====== Records supplied

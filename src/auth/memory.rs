use std::collections::HashMap;

use async_trait::async_trait;
use parking_lot::RwLock;
use time::OffsetDateTime;

use crate::auth::repo::{StoreError, UserRepository};
use crate::auth::repo_types::{NewUser, Role, User, UserUpdate};

/// Process-local user store for development runs without `DATABASE_URL`
/// and for tests. Every operation takes the lock once, so mutations are
/// atomic and immediately visible.
#[derive(Default)]
pub struct InMemoryUserRepository {
    inner: RwLock<Inner>,
}

#[derive(Default)]
struct Inner {
    next_id: i64,
    users: HashMap<i64, User>,
}

impl InMemoryUserRepository {
    pub fn new() -> Self {
        Self::default()
    }
}

#[async_trait]
impl UserRepository for InMemoryUserRepository {
    async fn get_user_by_id(&self, id: i64) -> Result<Option<User>, StoreError> {
        Ok(self.inner.read().users.get(&id).cloned())
    }

    async fn get_user_by_email(&self, email: &str) -> Result<Option<User>, StoreError> {
        Ok(self
            .inner
            .read()
            .users
            .values()
            .find(|u| u.email == email)
            .cloned())
    }

    async fn create_user(&self, new: NewUser) -> Result<User, StoreError> {
        let mut inner = self.inner.write();
        if inner.users.values().any(|u| u.email == new.email) {
            return Err(StoreError::EmailTaken);
        }
        inner.next_id += 1;
        let user = User {
            id: inner.next_id,
            email: new.email,
            password_hash: new.password_hash,
            first_name: new.first_name,
            last_name: new.last_name,
            role: new.role,
            is_active: true,
            is_approved: new.is_approved,
            approved_by: None,
            token_version: 0,
            last_login: None,
            created_at: OffsetDateTime::now_utc(),
        };
        inner.users.insert(user.id, user.clone());
        Ok(user)
    }

    async fn update_user(&self, id: i64, update: UserUpdate) -> Result<Option<User>, StoreError> {
        let mut inner = self.inner.write();
        let Some(user) = inner.users.get_mut(&id) else {
            return Ok(None);
        };
        if let Some(v) = update.is_active {
            user.is_active = v;
        }
        if let Some(v) = update.is_approved {
            user.is_approved = v;
        }
        if let Some(v) = update.approved_by {
            user.approved_by = Some(v);
        }
        if let Some(v) = update.last_login {
            user.last_login = Some(v);
        }
        Ok(Some(user.clone()))
    }

    async fn increment_token_version(&self, id: i64) -> Result<Option<i32>, StoreError> {
        let mut inner = self.inner.write();
        Ok(inner.users.get_mut(&id).map(|u| {
            u.token_version += 1;
            u.token_version
        }))
    }

    async fn list_pending_suppliers(&self) -> Result<Vec<User>, StoreError> {
        let mut pending: Vec<User> = self
            .inner
            .read()
            .users
            .values()
            .filter(|u| u.role == Role::Supplier && !u.is_approved)
            .cloned()
            .collect();
        pending.sort_by_key(|u| u.id);
        Ok(pending)
    }
}

#[cfg(test)]
mod tests {
    use super::*;

    fn new_user(email: &str, role: Role) -> NewUser {
        NewUser {
            email: email.into(),
            password_hash: "hash".into(),
            first_name: None,
            last_name: None,
            role,
            is_approved: role != Role::Supplier,
        }
    }

    #[tokio::test]
    async fn create_assigns_ids_and_epoch_zero() {
        let repo = InMemoryUserRepository::new();
        let a = repo.create_user(new_user("a@x.io", Role::Customer)).await.unwrap();
        let b = repo.create_user(new_user("b@x.io", Role::Admin)).await.unwrap();
        assert_ne!(a.id, b.id);
        assert_eq!(a.token_version, 0);
        assert!(a.is_active);
    }

    #[tokio::test]
    async fn duplicate_email_is_rejected() {
        let repo = InMemoryUserRepository::new();
        repo.create_user(new_user("a@x.io", Role::Customer)).await.unwrap();
        let err = repo
            .create_user(new_user("a@x.io", Role::Supplier))
            .await
            .unwrap_err();
        assert!(matches!(err, StoreError::EmailTaken));
    }

    #[tokio::test]
    async fn increment_is_visible_to_next_read() {
        let repo = InMemoryUserRepository::new();
        let u = repo.create_user(new_user("a@x.io", Role::Customer)).await.unwrap();
        assert_eq!(repo.increment_token_version(u.id).await.unwrap(), Some(1));
        assert_eq!(repo.increment_token_version(u.id).await.unwrap(), Some(2));
        let live = repo.get_user_by_id(u.id).await.unwrap().unwrap();
        assert_eq!(live.token_version, 2);
        assert_eq!(repo.increment_token_version(999).await.unwrap(), None);
    }

    #[tokio::test]
    async fn partial_update_leaves_other_fields() {
        let repo = InMemoryUserRepository::new();
        let u = repo.create_user(new_user("s@x.io", Role::Supplier)).await.unwrap();
        let updated = repo
            .update_user(
                u.id,
                UserUpdate {
                    is_approved: Some(true),
                    approved_by: Some(1),
                    ..Default::default()
                },
            )
            .await
            .unwrap()
            .unwrap();
        assert!(updated.is_approved);
        assert!(updated.is_active);
        assert_eq!(updated.approved_by, Some(1));
        assert!(repo.update_user(404, UserUpdate::default()).await.unwrap().is_none());
    }

    #[tokio::test]
    async fn pending_suppliers_excludes_approved_and_other_roles() {
        let repo = InMemoryUserRepository::new();
        let s1 = repo.create_user(new_user("s1@x.io", Role::Supplier)).await.unwrap();
        let s2 = repo.create_user(new_user("s2@x.io", Role::Supplier)).await.unwrap();
        repo.create_user(new_user("c@x.io", Role::Customer)).await.unwrap();
        repo.update_user(
            s2.id,
            UserUpdate {
                is_approved: Some(true),
                ..Default::default()
            },
        )
        .await
        .unwrap();
        let pending = repo.list_pending_suppliers().await.unwrap();
        assert_eq!(pending.len(), 1);
        assert_eq!(pending[0].id, s1.id);
    }
}
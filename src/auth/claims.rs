use serde::{Deserialize, Serialize};

use super::repo_types::Role;

/// JWT payload carried by every bearer token.
#[derive(Debug, Clone, Serialize, Deserialize, PartialEq, Eq)]
pub struct TokenPayload {
    pub user_id: i64,
    pub email: String,
    pub role: Role,
    pub token_version: i32, // revocation epoch at issuance
    pub iat: i64,           // issued at (unix timestamp)
    pub exp: i64,           // expires at (unix timestamp)
    pub iss: String,        // issuer
    pub aud: String,        // audience
}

============

Working from the material above, reproduce it in full and unchanged.

filename src/auth/memory.rs
use std::collections::HashMap;

use async_trait::async_trait;
use parking_lot::RwLock;
use time::OffsetDateTime;

use crate::auth::repo::{StoreError, UserRepository};
use crate::auth::repo_types::{NewUser, Role, User, UserUpdate};

/// Process-local user store for development runs without `DATABASE_URL`
/// and for tests. Every operation takes the lock once, so mutations are
/// atomic and immediately visible.
#[derive(Default)]
pub struct InMemoryUserRepository {
    inner: RwLock<Inner>,
}

#[derive(Default)]
struct Inner {
    next_id: i64,
    users: HashMap<i64, User>,
}

impl InMemoryUserRepository {
    pub fn new() -> Self {
        Self::default()
    }
}

#[async_trait]
impl UserRepository for InMemoryUserRepository {
    async fn get_user_by_id(&self, id: i64) -> Result<Option<User>, StoreError> {
        Ok(self.inner.read().users.get(&id).cloned())
    }

    async fn get_user_by_email(&self, email: &str) -> Result<Option<User>, StoreError> {
        Ok(self
            .inner
            .read()
            .users
            .values()
            .find(|u| u.email == email)
            .cloned())
    }

    async fn create_user(&self, new: NewUser) -> Result<User, StoreError> {
        let mut inner = self.inner.write();
        if inner.users.values().any(|u| u.email == new.email) {
            return Err(StoreError::EmailTaken);
        }
        inner.next_id += 1;
        let user = User {
            id: inner.next_id,
            email: new.email,
            password_hash: new.password_hash,
            first_name: new.first_name,
            last_name: new.last_name,
            role: new.role,
            is_active: true,
            is_approved: new.is_approved,
            approved_by: None,
            token_version: 0,
            last_login: None,
            created_at: OffsetDateTime::now_utc(),
        };
        inner.users.insert(user.id, user.clone());
        Ok(user)
    }

    async fn update_user(&self, id: i64, update: UserUpdate) -> Result<Option<User>, StoreError> {
        let mut inner = self.inner.write();
        let Some(user) = inner.users.get_mut(&id) else {
            return Ok(None);
        };
        if let Some(v) = update.is_active {
            user.is_active = v;
        }
        if let Some(v) = update.is_approved {
            user.is_approved = v;
        }
        if let Some(v) = update.approved_by {
            user.approved_by = Some(v);
        }
        if let Some(v) = update.last_login {
            user.last_login = Some(v);
        }
        Ok(Some(user.clone()))
    }

    async fn increment_token_version(&self, id: i64) -> Result<Option<i32>, StoreError> {
        let mut inner = self.inner.write();
        Ok(inner.users.get_mut(&id).map(|u| {
            u.token_version += 1;
            u.token_version
        }))
    }

    async fn list_pending_suppliers(&self) -> Result<Vec<User>, StoreError> {
        let mut pending: Vec<User> = self
            .inner
            .read()
            .users
            .values()
            .filter(|u| u.role == Role::Supplier && !u.is_approved)
            .cloned()
            .collect();
        pending.sort_by_key(|u| u.id);
        Ok(pending)
    }
}

#[cfg(test)]
mod tests {
    use super::*;

    fn new_user(email: &str, role: Role) -> NewUser {
        NewUser {
            email: email.into(),
            password_hash: "hash".into(),
            first_name: None,
            last_name: None,
            role,
            is_approved: role != Role::Supplier,
        }
    }

    #[tokio::test]
    async fn create_assigns_ids_and_epoch_zero() {
        let repo = InMemoryUserRepository::new();
        let a = repo.create_user(new_user("a@x.io", Role::Customer)).await.unwrap();
        let b = repo.create_user(new_user("b@x.io", Role::Admin)).await.unwrap();
        assert_ne!(a.id, b.id);
        assert_eq!(a.token_version, 0);
        assert!(a.is_active);
    }

    #[tokio::test]
    async fn duplicate_email_is_rejected() {
        let repo = InMemoryUserRepository::new();
        repo.create_user(new_user("a@x.io", Role::Customer)).await.unwrap();
        let err = repo
            .create_user(new_user("a@x.io", Role::Supplier))
            .await
            .unwrap_err();
        assert!(matches!(err, StoreError::EmailTaken));
    }

    #[tokio::test]
    async fn increment_is_visible_to_next_read() {
        let repo = InMemoryUserRepository::new();
        let u = repo.create_user(new_user("a@x.io", Role::Customer)).await.unwrap();
        assert_eq!(repo.increment_token_version(u.id).await.unwrap(), Some(1));
        assert_eq!(repo.increment_token_version(u.id).await.unwrap(), Some(2));
        let live = repo.get_user_by_id(u.id).await.unwrap().unwrap();
        assert_eq!(live.token_version, 2);
        assert_eq!(repo.increment_token_version(999).await.unwrap(), None);
    }

    #[tokio::test]
    async fn partial_update_leaves_other_fields() {
        let repo = InMemoryUserRepository::new();
        let u = repo.create_user(new_user("s@x.io", Role::Supplier)).await.unwrap();
        let updated = repo
            .update_user(
                u.id,
                UserUpdate {
                    is_approved: Some(true),
                    approved_by: Some(1),
                    ..Default::default()
                },
            )
            .await
            .unwrap()
            .unwrap();
        assert!(updated.is_approved);
        assert!(updated.is_active);
        assert_eq!(updated.approved_by, Some(1));
        assert!(repo.update_user(404, UserUpdate::default()).await.unwrap().is_none());
    }

    #[tokio::test]
    async fn pending_suppliers_excludes_approved_and_other_roles() {
        let repo = InMemoryUserRepository::new();
        let s1 = repo.create_user(new_user("s1@x.io", Role::Supplier)).await.unwrap();
        let s2 = repo.create_user(new_user("s2@x.io", Role::Supplier)).await.unwrap();
        repo.create_user(new_user("c@x.io", Role::Customer)).await.unwrap();
        repo.update_user(
            s2.id,
            UserUpdate {
                is_approved: Some(true),
                ..Default::default()
            },
        )
        .await
        .unwrap();
        let pending = repo.list_pending_suppliers().await.unwrap();
        assert_eq!(pending.len(), 1);
        assert_eq!(pending[0].id, s1.id);
    }
}
filename src/auth/claims.rs
use serde::{Deserialize, Serialize};

use super::repo_types::Role;

/// JWT payload carried by every bearer token.
#[derive(Debug, Clone, Serialize, Deserialize, PartialEq, Eq)]
pub struct TokenPayload {
    pub user_id: i64,
    pub email: String,
    pub role: Role,
    pub token_version: i32, // revocation epoch at issuance
    pub iat: i64,           // issued at (unix timestamp)
    pub exp: i64,           // expires at (unix timestamp)
    pub iss: String,        // issuer
    pub aud: String,        // audience
}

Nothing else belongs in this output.